No sex please, we're rabbits
Celebrity deaths seem to be quite the thing for closing the BBC's quiz of the week. This week's ended with the passing of Tony Bennett. But that's not what made it remarkable, at least for me, because I knew about Bennett's death already, albeit not that his stage name had been given to him by Bob Hope.
No, what made it remarkable was what I'd learned from one of the earlier questions. The British Board of Film Classification has uprated the viewer classification of 1978's Watership Down from U to PG. But which of these reasons were not cited: bad language; mild violence; or sex references?

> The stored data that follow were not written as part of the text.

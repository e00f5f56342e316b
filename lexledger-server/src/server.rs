use accounting_service::AccountingService;
use database_layer::DatabasePool;
use std::sync::Arc;
use std::time::Instant;

/// Shared state handed to every handler
#[derive(Clone)]
pub struct LedgerServer {
    pub service: Arc<AccountingService>,
    /// Present when backed by PostgreSQL; used by the health check
    pub database: Option<DatabasePool>,
    pub started_at: Instant,
}

impl LedgerServer {
    pub fn new(service: AccountingService) -> Self {
        Self {
            service: Arc::new(service),
            database: None,
            started_at: Instant::now(),
        }
    }

    pub fn with_database(mut self, pool: DatabasePool) -> Self {
        self.database = Some(pool);
        self
    }

    /// Server over an empty in-memory store, for tests and demos
    pub fn in_memory() -> Self {
        Self::new(AccountingService::in_memory())
    }

    pub fn uptime_seconds(&self) -> u64 {
        self.started_at.elapsed().as_secs()
    }
}
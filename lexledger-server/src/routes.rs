use axum::{
    routing::{delete, get, post, put},
    Router,
};

use crate::{
    handlers::{accounts, health, ledger, maintenance, practice, reports, settings, trust},
    server::LedgerServer,
};

/// Create health check routes
pub fn health_routes() -> Router<LedgerServer> {
    Router::new().route("/health", get(health::health_check))
}

/// Chart of accounts
pub fn account_routes() -> Router<LedgerServer> {
    Router::new()
        .route(
            "/companies/:company_id/accounts",
            get(accounts::list_accounts).post(accounts::create_account),
        )
        .route("/companies/:company_id/chart-of-accounts/reset", post(accounts::reset_chart))
        .route("/companies/:company_id/expense-account", post(accounts::expense_account))
        .route("/accounts/:account_id", get(accounts::get_account).patch(accounts::update_account))
        .route("/accounts/:account_id/balance", get(accounts::account_balance))
}

/// General ledger postings and cash reports
pub fn ledger_routes() -> Router<LedgerServer> {
    Router::new()
        .route("/transactions", post(ledger::post_transaction))
        .route("/transactions/:transaction_id", get(ledger::get_transaction))
        .route("/companies/:company_id/cash-lines", get(ledger::cash_lines))
        .route(
            "/projects/:project_id/transactions",
            delete(ledger::delete_project_transactions),
        )
}

/// Trust subledger
pub fn trust_routes() -> Router<LedgerServer> {
    Router::new()
        .route("/trust-accounts", post(trust::open_trust_account))
        .route(
            "/trust-accounts/orphans",
            get(trust::find_orphans).delete(trust::purge_orphans),
        )
        .route("/trust-accounts/:trust_account_id", get(trust::get_trust_account))
        .route(
            "/trust-accounts/:trust_account_id/transactions",
            get(trust::list_trust_transactions).post(trust::post_trust_transaction),
        )
        .route("/companies/:company_id/trust-reconciliation", get(trust::reconcile))
}

/// Clients, projects and the records hanging off them
pub fn practice_routes() -> Router<LedgerServer> {
    Router::new()
        .route("/clients", post(practice::create_client))
        .route("/projects", post(practice::create_project))
        .route(
            "/projects/:project_id",
            get(practice::get_project).delete(maintenance::delete_project),
        )
        .route("/projects/:project_id/invoices", post(practice::record_invoice))
        .route("/projects/:project_id/time-entries", post(practice::record_time_entry))
        .route(
            "/projects/:project_id/lawyers",
            get(practice::list_lawyers).post(practice::assign_lawyer),
        )
}

pub fn maintenance_routes() -> Router<LedgerServer> {
    Router::new().route("/companies/:company_id/financials", delete(maintenance::wipe_company))
}

pub fn settings_routes() -> Router<LedgerServer> {
    Router::new().route(
        "/settings/exchange-rates/:base/:quote",
        put(settings::set_exchange_rate).get(settings::get_exchange_rate),
    )
}

pub fn report_routes() -> Router<LedgerServer> {
    Router::new()
        .route("/companies/:company_id/trial-balance", get(reports::trial_balance))
        .route("/companies/:company_id/income-summary", get(reports::income_summary))
}

/// API v1 routes
pub fn api_v1_routes() -> Router<LedgerServer> {
    Router::new()
        .merge(account_routes())
        .merge(ledger_routes())
        .merge(trust_routes())
        .merge(practice_routes())
        .merge(maintenance_routes())
        .merge(settings_routes())
        .merge(report_routes())
}

/// Create all application routes
pub fn create_routes() -> Router<LedgerServer> {
    Router::new()
        .merge(health_routes())
        .nest("/api/v1", api_v1_routes())
}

I've seen Watership Down, and I recall that some of the bunnies met a grisly end, so that's the mild violence checkbox ticked. And it's about rabbits, so sex, natch. By process of elimination, therefore, the one reason that couldn't've been cited by the BBFC is bad language.
Wrong! (exclamation)
It was sex references. The film, based on the eponymous novel by Richard Adams, tells the tale of a group of rabbits who leave their burrow in search of a new home, facing tragedy along the way. After being resubmitted, its rating was raised to "remain in step with societal standards", because of “mild violence, threat, brief bloody images and bad language".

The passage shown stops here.